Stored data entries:
-------------------------
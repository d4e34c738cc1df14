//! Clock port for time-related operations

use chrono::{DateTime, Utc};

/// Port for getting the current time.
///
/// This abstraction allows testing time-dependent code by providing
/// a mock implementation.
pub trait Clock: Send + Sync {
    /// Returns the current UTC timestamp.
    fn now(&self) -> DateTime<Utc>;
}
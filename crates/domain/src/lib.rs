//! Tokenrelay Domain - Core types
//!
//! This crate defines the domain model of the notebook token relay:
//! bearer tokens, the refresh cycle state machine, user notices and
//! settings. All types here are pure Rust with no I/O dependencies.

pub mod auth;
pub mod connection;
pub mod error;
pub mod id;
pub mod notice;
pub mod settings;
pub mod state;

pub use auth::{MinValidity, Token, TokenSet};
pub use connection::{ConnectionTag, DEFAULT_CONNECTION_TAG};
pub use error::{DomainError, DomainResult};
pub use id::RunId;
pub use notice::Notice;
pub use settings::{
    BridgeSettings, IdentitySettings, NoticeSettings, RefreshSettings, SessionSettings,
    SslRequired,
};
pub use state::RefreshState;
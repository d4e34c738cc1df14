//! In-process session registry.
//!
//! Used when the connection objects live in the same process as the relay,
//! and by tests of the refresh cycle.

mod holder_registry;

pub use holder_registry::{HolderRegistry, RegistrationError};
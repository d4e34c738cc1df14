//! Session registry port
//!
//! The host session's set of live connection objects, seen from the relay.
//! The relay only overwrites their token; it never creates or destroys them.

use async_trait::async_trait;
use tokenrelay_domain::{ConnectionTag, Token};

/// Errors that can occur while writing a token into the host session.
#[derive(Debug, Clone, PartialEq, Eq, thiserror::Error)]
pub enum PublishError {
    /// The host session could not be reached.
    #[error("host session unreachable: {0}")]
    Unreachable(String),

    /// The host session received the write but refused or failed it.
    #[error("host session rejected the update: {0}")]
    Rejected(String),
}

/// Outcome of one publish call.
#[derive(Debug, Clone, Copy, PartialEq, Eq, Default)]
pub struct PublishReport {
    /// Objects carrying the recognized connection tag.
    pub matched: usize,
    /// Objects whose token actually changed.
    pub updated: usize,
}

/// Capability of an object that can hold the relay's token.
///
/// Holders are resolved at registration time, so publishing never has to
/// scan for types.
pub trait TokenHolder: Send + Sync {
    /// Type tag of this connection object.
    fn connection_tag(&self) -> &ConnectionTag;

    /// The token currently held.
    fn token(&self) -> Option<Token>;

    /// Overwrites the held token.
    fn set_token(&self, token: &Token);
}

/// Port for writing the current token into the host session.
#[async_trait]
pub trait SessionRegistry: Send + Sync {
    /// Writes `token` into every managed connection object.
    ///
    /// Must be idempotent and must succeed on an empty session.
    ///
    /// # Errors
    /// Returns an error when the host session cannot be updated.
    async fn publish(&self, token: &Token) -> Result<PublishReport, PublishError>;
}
-------------------------
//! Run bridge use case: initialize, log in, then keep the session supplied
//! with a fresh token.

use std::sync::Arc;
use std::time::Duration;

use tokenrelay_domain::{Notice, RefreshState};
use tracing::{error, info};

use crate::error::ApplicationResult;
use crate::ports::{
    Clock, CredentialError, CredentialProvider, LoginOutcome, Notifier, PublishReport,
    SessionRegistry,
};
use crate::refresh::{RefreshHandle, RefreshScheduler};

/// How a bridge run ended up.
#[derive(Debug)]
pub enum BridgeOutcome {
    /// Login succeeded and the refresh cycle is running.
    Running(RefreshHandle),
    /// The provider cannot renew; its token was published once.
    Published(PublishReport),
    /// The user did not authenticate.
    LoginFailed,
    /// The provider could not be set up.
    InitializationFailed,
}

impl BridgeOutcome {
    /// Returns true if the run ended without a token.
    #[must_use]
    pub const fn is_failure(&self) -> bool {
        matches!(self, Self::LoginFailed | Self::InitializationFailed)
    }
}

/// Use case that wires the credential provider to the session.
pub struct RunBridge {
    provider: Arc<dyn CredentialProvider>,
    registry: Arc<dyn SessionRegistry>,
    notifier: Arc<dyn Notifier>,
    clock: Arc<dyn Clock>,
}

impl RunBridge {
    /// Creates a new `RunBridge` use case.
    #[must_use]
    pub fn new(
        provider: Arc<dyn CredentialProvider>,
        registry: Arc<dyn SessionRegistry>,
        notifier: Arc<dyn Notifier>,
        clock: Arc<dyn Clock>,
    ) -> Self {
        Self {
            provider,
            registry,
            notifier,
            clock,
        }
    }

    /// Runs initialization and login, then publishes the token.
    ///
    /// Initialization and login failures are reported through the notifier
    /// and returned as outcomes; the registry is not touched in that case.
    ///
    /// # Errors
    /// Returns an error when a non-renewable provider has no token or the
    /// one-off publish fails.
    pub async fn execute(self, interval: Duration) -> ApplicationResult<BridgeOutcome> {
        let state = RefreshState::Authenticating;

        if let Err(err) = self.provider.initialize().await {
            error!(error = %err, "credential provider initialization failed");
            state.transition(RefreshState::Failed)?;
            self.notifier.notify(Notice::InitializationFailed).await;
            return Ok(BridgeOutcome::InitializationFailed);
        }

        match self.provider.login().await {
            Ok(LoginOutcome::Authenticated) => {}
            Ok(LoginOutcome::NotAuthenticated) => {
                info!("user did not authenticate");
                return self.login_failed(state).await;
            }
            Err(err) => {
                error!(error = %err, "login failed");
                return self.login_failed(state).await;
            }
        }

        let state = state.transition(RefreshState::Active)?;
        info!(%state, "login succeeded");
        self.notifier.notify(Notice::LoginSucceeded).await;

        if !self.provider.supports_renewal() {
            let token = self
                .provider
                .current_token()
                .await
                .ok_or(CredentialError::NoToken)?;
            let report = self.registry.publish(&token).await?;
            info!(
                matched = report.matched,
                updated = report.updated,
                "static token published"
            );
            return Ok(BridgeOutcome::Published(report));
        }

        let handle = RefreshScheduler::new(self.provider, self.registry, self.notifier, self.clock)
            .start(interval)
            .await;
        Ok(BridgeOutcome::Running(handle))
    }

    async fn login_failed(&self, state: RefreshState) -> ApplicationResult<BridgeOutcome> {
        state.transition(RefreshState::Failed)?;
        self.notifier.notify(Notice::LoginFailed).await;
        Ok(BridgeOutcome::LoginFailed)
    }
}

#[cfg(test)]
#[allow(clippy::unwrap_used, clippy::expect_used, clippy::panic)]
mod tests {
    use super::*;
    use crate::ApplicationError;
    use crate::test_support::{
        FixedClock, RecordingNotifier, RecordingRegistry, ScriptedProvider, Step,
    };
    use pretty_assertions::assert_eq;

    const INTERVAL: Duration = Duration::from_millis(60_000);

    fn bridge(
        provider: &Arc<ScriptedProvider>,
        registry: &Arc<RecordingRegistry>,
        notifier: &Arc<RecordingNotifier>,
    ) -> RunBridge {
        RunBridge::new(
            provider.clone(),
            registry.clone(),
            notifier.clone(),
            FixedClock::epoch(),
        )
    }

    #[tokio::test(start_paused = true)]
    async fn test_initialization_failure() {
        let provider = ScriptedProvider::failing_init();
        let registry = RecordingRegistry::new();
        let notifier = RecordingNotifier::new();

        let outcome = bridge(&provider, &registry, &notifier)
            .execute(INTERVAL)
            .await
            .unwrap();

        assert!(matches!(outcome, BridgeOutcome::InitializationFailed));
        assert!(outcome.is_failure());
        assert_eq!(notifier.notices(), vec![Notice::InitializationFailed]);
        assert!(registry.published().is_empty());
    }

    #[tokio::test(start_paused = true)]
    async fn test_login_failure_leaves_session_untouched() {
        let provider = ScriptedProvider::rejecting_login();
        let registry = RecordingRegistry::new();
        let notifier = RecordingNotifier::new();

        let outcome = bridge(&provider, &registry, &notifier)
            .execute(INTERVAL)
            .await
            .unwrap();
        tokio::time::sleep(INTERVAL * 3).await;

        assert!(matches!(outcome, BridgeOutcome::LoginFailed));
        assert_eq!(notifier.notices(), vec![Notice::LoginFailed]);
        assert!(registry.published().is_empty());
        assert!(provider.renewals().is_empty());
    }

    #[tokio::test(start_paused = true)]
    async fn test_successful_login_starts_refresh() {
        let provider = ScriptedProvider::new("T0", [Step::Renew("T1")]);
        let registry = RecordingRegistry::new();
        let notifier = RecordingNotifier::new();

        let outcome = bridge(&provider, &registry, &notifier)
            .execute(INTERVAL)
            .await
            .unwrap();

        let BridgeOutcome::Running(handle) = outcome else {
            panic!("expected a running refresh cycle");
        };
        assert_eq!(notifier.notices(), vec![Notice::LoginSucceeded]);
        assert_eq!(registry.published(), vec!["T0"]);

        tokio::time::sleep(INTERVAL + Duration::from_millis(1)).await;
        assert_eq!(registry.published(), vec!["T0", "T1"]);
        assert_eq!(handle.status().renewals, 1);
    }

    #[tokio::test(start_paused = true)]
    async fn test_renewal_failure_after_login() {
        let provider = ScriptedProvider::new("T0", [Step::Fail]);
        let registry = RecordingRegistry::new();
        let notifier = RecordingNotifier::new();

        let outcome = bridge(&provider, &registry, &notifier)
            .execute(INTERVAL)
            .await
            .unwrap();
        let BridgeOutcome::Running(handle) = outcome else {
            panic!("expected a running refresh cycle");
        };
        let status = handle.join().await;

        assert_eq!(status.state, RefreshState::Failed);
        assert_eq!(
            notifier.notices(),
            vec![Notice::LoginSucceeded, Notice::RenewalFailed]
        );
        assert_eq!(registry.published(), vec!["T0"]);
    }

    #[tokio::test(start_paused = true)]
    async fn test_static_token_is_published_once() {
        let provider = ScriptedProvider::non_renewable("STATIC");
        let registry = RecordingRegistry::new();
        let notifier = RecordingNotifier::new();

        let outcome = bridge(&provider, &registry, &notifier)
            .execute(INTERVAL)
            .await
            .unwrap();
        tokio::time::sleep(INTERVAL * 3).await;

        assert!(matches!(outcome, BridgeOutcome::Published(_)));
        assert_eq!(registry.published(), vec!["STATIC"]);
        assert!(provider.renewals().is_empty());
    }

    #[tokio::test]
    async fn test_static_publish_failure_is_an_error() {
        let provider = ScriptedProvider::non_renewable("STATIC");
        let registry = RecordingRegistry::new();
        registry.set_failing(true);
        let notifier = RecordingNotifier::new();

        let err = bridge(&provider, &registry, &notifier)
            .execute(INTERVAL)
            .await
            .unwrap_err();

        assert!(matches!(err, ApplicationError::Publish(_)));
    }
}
-------------------------
In the entries above, please find the line with "no I/O dependencies." and the line with "this connection object.", then write out exactly those two lines and every line between them, and nothing more.

Result of the task:
//! settings. All types here are pure Rust with no I/O dependencies.

pub mod auth;
pub mod connection;
pub mod error;
pub mod id;
pub mod notice;
pub mod settings;
pub mod state;

pub use auth::{MinValidity, Token, TokenSet};
pub use connection::{ConnectionTag, DEFAULT_CONNECTION_TAG};
pub use error::{DomainError, DomainResult};
pub use id::RunId;
pub use notice::Notice;
pub use settings::{
    BridgeSettings, IdentitySettings, NoticeSettings, RefreshSettings, SessionSettings,
    SslRequired,
};
pub use state::RefreshState;
repository d4e34c738cc1df14
//! In-process session registry.
//!
//! Used when the connection objects live in the same process as the relay,
//! and by tests of the refresh cycle.

mod holder_registry;

pub use holder_registry::{HolderRegistry, RegistrationError};
repository d4e34c738cc1df14
//! Session registry port
//!
//! The host session's set of live connection objects, seen from the relay.
//! The relay only overwrites their token; it never creates or destroys them.

use async_trait::async_trait;
use tokenrelay_domain::{ConnectionTag, Token};

/// Errors that can occur while writing a token into the host session.
#[derive(Debug, Clone, PartialEq, Eq, thiserror::Error)]
pub enum PublishError {
    /// The host session could not be reached.
    #[error("host session unreachable: {0}")]
    Unreachable(String),

    /// The host session received the write but refused or failed it.
    #[error("host session rejected the update: {0}")]
    Rejected(String),
}

/// Outcome of one publish call.
#[derive(Debug, Clone, Copy, PartialEq, Eq, Default)]
pub struct PublishReport {
    /// Objects carrying the recognized connection tag.
    pub matched: usize,
    /// Objects whose token actually changed.
    pub updated: usize,
}

/// Capability of an object that can hold the relay's token.
///
/// Holders are resolved at registration time, so publishing never has to
/// scan for types.
pub trait TokenHolder: Send + Sync {
    /// Type tag of this connection object.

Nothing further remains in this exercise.